While a transfer could, in principle, pave the way for Fritzl’s conditional release from prison altogether, the court has said such a request was unlikely to be approved due to “special preventive reasons.”

Fritzl’s lawyer Astrid Wagner has said she would apply for such a release within a year of his transfer.

“He no longer poses a threat that requires being held in a forensic-therapeutic centre,” the court said, using a more recent term for where he is being detained.
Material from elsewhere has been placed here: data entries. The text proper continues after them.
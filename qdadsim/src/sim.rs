//! Discrete event simulator for the DAD protocol.

use std::collections::BinaryHeap;

use log::{debug, trace};
use qdad::{Address, Duration, Incoming, Outgoing, Timestamp};

use crate::event::{Event, ScenarioAction, ScheduledEvent, SequenceNumber, SimId};
use crate::metrics::{AddressSnapshot, SimMetrics, SimulationResult};
use crate::node::SimNode;
use crate::topology::Topology;

/// Discrete event simulator for DAD meshes.
///
/// Nodes are addressed by [`SimId`], handed out in insertion order starting
/// at 0. The simulator plays the link layer for every node: it fans out
/// broadcasts to active neighbors and carries unicast hops to whichever
/// neighbor currently answers to the requested next-hop address.
pub struct Simulator {
    nodes: Vec<SimNode>,
    topology: Topology,
    current_time: Timestamp,
    event_queue: BinaryHeap<ScheduledEvent>,
    metrics: SimMetrics,
    next_seq: u64,
    /// RNG state for packet loss.
    rng_state: u64,
    snapshot_interval: Option<Duration>,
    next_snapshot: Option<Timestamp>,
}

impl Simulator {
    /// Create a new simulator with given RNG seed.
    pub fn new(seed: u64) -> Self {
        Self {
            nodes: Vec::new(),
            topology: Topology::new(),
            current_time: Timestamp::ZERO,
            event_queue: BinaryHeap::new(),
            metrics: SimMetrics::new(),
            next_seq: 0,
            rng_state: seed,
            snapshot_interval: None,
            next_snapshot: None,
        }
    }

    pub fn with_topology(mut self, topology: Topology) -> Self {
        self.topology = topology;
        self
    }

    /// Record an address snapshot every `interval`.
    pub fn with_snapshot_interval(mut self, interval: Duration) -> Self {
        self.snapshot_interval = Some(interval);
        self.next_snapshot = Some(self.current_time + interval);
        self
    }

    /// Add a node that starts without an address.
    pub fn add_node(&mut self, seed: u64) -> SimId {
        let id = self.nodes.len();
        self.add_node_internal(SimNode::new(id, seed, self.current_time))
    }

    /// Add a node whose first random draws (tentative address, then jitter)
    /// come from `script`.
    pub fn add_scripted_node(&mut self, seed: u64, script: Vec<u64>) -> SimId {
        let id = self.nodes.len();
        self.add_node_internal(SimNode::with_script(id, seed, script, self.current_time))
    }

    /// Add a node that already holds `address`.
    pub fn add_settled_node(&mut self, seed: u64, address: Address) -> SimId {
        let id = self.nodes.len();
        self.add_node_internal(SimNode::settled(id, seed, address, self.current_time))
    }

    fn add_node_internal(&mut self, node: SimNode) -> SimId {
        let id = node.id();
        debug!(
            "sim: node {} joins as {} ({})",
            id,
            node.address(),
            node.state()
        );
        self.nodes.push(node);
        self.reschedule_timer(id);
        id
    }

    pub fn node(&self, id: SimId) -> Option<&SimNode> {
        self.nodes.get(id)
    }

    pub fn node_mut(&mut self, id: SimId) -> Option<&mut SimNode> {
        self.nodes.get_mut(id)
    }

    pub fn node_ids(&self) -> Vec<SimId> {
        (0..self.nodes.len()).collect()
    }

    pub fn current_time(&self) -> Timestamp {
        self.current_time
    }

    pub fn topology(&self) -> &Topology {
        &self.topology
    }

    pub fn topology_mut(&mut self) -> &mut Topology {
        &mut self.topology
    }

    pub fn metrics(&self) -> &SimMetrics {
        &self.metrics
    }

    /// Schedule an event.
    pub fn schedule(&mut self, time: Timestamp, event: Event) {
        let seq = SequenceNumber::new(self.next_seq);
        self.next_seq += 1;
        self.event_queue.push(ScheduledEvent::new(time, seq, event));
    }

    /// Schedule a scenario action.
    pub fn schedule_action(&mut self, time: Timestamp, action: ScenarioAction) {
        self.schedule(time, Event::ScenarioAction(action));
    }

    /// Run simulation until specified time.
    pub fn run_until(&mut self, end_time: Timestamp) -> SimulationResult {
        while self
            .event_queue
            .peek()
            .is_some_and(|event| event.time <= end_time)
        {
            let Some(event) = self.event_queue.pop() else {
                break;
            };
            self.advance_time(event.time);
            self.process_event(event.event);
            self.maybe_take_snapshot();
        }

        // Advance to end_time even if no more events
        self.advance_time(end_time);
        self.take_snapshot();

        SimulationResult {
            end_time: self.current_time,
            metrics: self.metrics.clone(),
            queue_exhausted: self.event_queue.is_empty(),
        }
    }

    /// Run simulation for specified duration.
    pub fn run_for(&mut self, duration: Duration) -> SimulationResult {
        self.run_until(self.current_time + duration)
    }

    /// Run until event queue is empty or max events processed.
    pub fn run_events(&mut self, max_events: usize) -> SimulationResult {
        for _ in 0..max_events {
            let Some(event) = self.event_queue.pop() else {
                break;
            };
            self.advance_time(event.time);
            self.process_event(event.event);
            self.maybe_take_snapshot();
        }

        self.take_snapshot();

        SimulationResult {
            end_time: self.current_time,
            metrics: self.metrics.clone(),
            queue_exhausted: self.event_queue.is_empty(),
        }
    }

    fn advance_time(&mut self, time: Timestamp) {
        if time > self.current_time {
            self.current_time = time;
        }
    }

    fn process_event(&mut self, event: Event) {
        match event {
            Event::BroadcastDelivery { to, from, payload } => {
                self.deliver(to, Incoming::Broadcast { from, payload });
            }
            Event::UnicastDelivery {
                to,
                destination,
                payload,
            } => {
                self.deliver(
                    to,
                    Incoming::Multihop {
                        destination,
                        payload,
                    },
                );
            }
            Event::TimerFire { node } => self.fire_timer(node),
            Event::ScenarioAction(action) => self.execute_action(action),
        }
    }

    fn deliver(&mut self, to: SimId, frame: Incoming) {
        let now = self.current_time;
        let Some(node) = self.nodes.get_mut(to) else {
            return;
        };
        node.handle_incoming(frame, now);
        self.metrics.messages_delivered += 1;

        self.collect_outgoing(to);
        self.reschedule_timer(to);
    }

    fn fire_timer(&mut self, id: SimId) {
        let now = self.current_time;
        let Some(node) = self.nodes.get_mut(id) else {
            return;
        };
        // Superseded by a later reschedule
        if node.scheduled_wake != Some(now) {
            return;
        }
        node.scheduled_wake = None;
        node.handle_timer(now);

        self.collect_outgoing(id);
        self.reschedule_timer(id);
    }

    /// Keep exactly one live timer per node, at its current `next_wake`.
    fn reschedule_timer(&mut self, id: SimId) {
        let now = self.current_time;
        let Some(node) = self.nodes.get_mut(id) else {
            return;
        };
        let wake = node.next_wake().max(now);
        if node.scheduled_wake == Some(wake) {
            return;
        }
        node.scheduled_wake = Some(wake);
        self.schedule(wake, Event::TimerFire { node: id });
    }

    fn collect_outgoing(&mut self, sender: SimId) {
        let frames = match self.nodes.get(sender) {
            Some(node) => node.take_outgoing(),
            None => return,
        };

        for frame in frames {
            match frame {
                Outgoing::Broadcast { payload } => self.route_broadcast(sender, payload),
                Outgoing::Unicast {
                    next_hop,
                    destination,
                    payload,
                } => self.route_unicast(sender, next_hop, destination, payload),
            }
        }
    }

    /// One copy per active neighbor, each subject to that link's loss rate.
    fn route_broadcast(&mut self, sender: SimId, payload: Vec<u8>) {
        let Some(from) = self.nodes.get(sender).map(|n| n.address()) else {
            return;
        };
        self.metrics.messages_sent += 1;
        self.metrics.broadcasts_sent += 1;

        for neighbor in self.topology.neighbors(sender) {
            let Some(delay) = self.transmit(sender, neighbor) else {
                continue;
            };
            self.schedule(
                self.current_time + delay,
                Event::BroadcastDelivery {
                    to: neighbor,
                    from,
                    payload: payload.clone(),
                },
            );
        }
    }

    /// Hand a multihop packet to the neighbor that answers to `next_hop`.
    fn route_unicast(
        &mut self,
        sender: SimId,
        next_hop: Address,
        destination: Address,
        payload: Vec<u8>,
    ) {
        self.metrics.messages_sent += 1;
        self.metrics.unicasts_sent += 1;

        let targets: Vec<SimId> = self
            .topology
            .neighbors(sender)
            .into_iter()
            .filter(|&n| self.nodes.get(n).is_some_and(|node| node.address() == next_hop))
            .collect();

        if targets.is_empty() {
            self.metrics.unicasts_unreachable += 1;
            debug!(
                "sim: node {} has no neighbor at {} (packet for {})",
                sender, next_hop, destination
            );
            return;
        }

        for to in targets {
            let Some(delay) = self.transmit(sender, to) else {
                continue;
            };
            self.schedule(
                self.current_time + delay,
                Event::UnicastDelivery {
                    to,
                    destination,
                    payload: payload.clone(),
                },
            );
        }
    }

    /// Roll the link's loss dice. Returns the delay if the frame gets through.
    fn transmit(&mut self, from: SimId, to: SimId) -> Option<Duration> {
        let (active, loss_rate, delay) = {
            let link = self.topology.get_link(from, to)?;
            (link.active, link.loss_rate, link.delay)
        };
        if !active {
            return None;
        }
        if loss_rate > 0.0 && self.random_f64() < loss_rate {
            self.metrics.messages_dropped += 1;
            trace!("sim: frame {} -> {} lost", from, to);
            return None;
        }
        Some(delay)
    }

    fn execute_action(&mut self, action: ScenarioAction) {
        debug!("sim: {:?} at {}", action, self.current_time);
        match action {
            ScenarioAction::Partition { groups } => {
                self.topology.partition(&groups);
            }
            ScenarioAction::HealPartition => {
                self.topology.heal();
            }
            ScenarioAction::DisableLink { a, b } => {
                if let Some(link) = self.topology.get_link_mut(a, b) {
                    link.active = false;
                }
            }
            ScenarioAction::EnableLink { a, b } => {
                if let Some(link) = self.topology.get_link_mut(a, b) {
                    link.active = true;
                }
            }
            ScenarioAction::SetLossRate { a, b, rate } => {
                if let Some(link) = self.topology.get_link_mut(a, b) {
                    link.loss_rate = rate.clamp(0.0, 1.0);
                }
            }
            ScenarioAction::TakeSnapshot => {
                self.take_snapshot();
            }
        }
    }

    fn maybe_take_snapshot(&mut self) {
        let (Some(next), Some(interval)) = (self.next_snapshot, self.snapshot_interval) else {
            return;
        };
        if self.current_time >= next {
            self.take_snapshot();
            self.next_snapshot = Some(next + interval);
        }
    }

    /// Record every node's state and current address.
    pub fn take_snapshot(&mut self) {
        let mut snapshot = AddressSnapshot::new(self.current_time);
        for node in &self.nodes {
            snapshot.record_node(node.id(), node.state(), node.address());
        }
        self.metrics.add_snapshot(snapshot);
    }

    /// Generate a random f64 in [0, 1).
    fn random_f64(&mut self) -> f64 {
        self.rng_state = self
            .rng_state
            .wrapping_mul(6364136223846793005)
            .wrapping_add(1);
        (self.rng_state >> 11) as f64 / (1u64 << 53) as f64
    }
}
It cited his advancing dementia and frailty as factors.

“In the same decision, the three-judge panel also ruled that a conditional release from regular custody, i.e. being freed, is not possible for special preventive reasons,” the statement said, referring to the “unprecedented criminal energy” he used.

It was, therefore, not to be expected that he would be released altogether, the statement said.

At a hearing in a courthouse in the town of Krems an der Donau near Vienna in January, the court allowed Fritzl’s transfer, only for a higher court to overturn that decision in March, ruling that “the facts necessary for such a conditional release had not yet fully been established”.

It sent the case back to the first court, ordering it to gain a fuller picture of Fritzl’s suitability for a transfer.

The first court held a hearing last month inside the prison where Fritzl is detained. Prosecutors can still file a complaint against the decision to move him to a regular prison in a bid to get it overturned, as they did after the first ruling.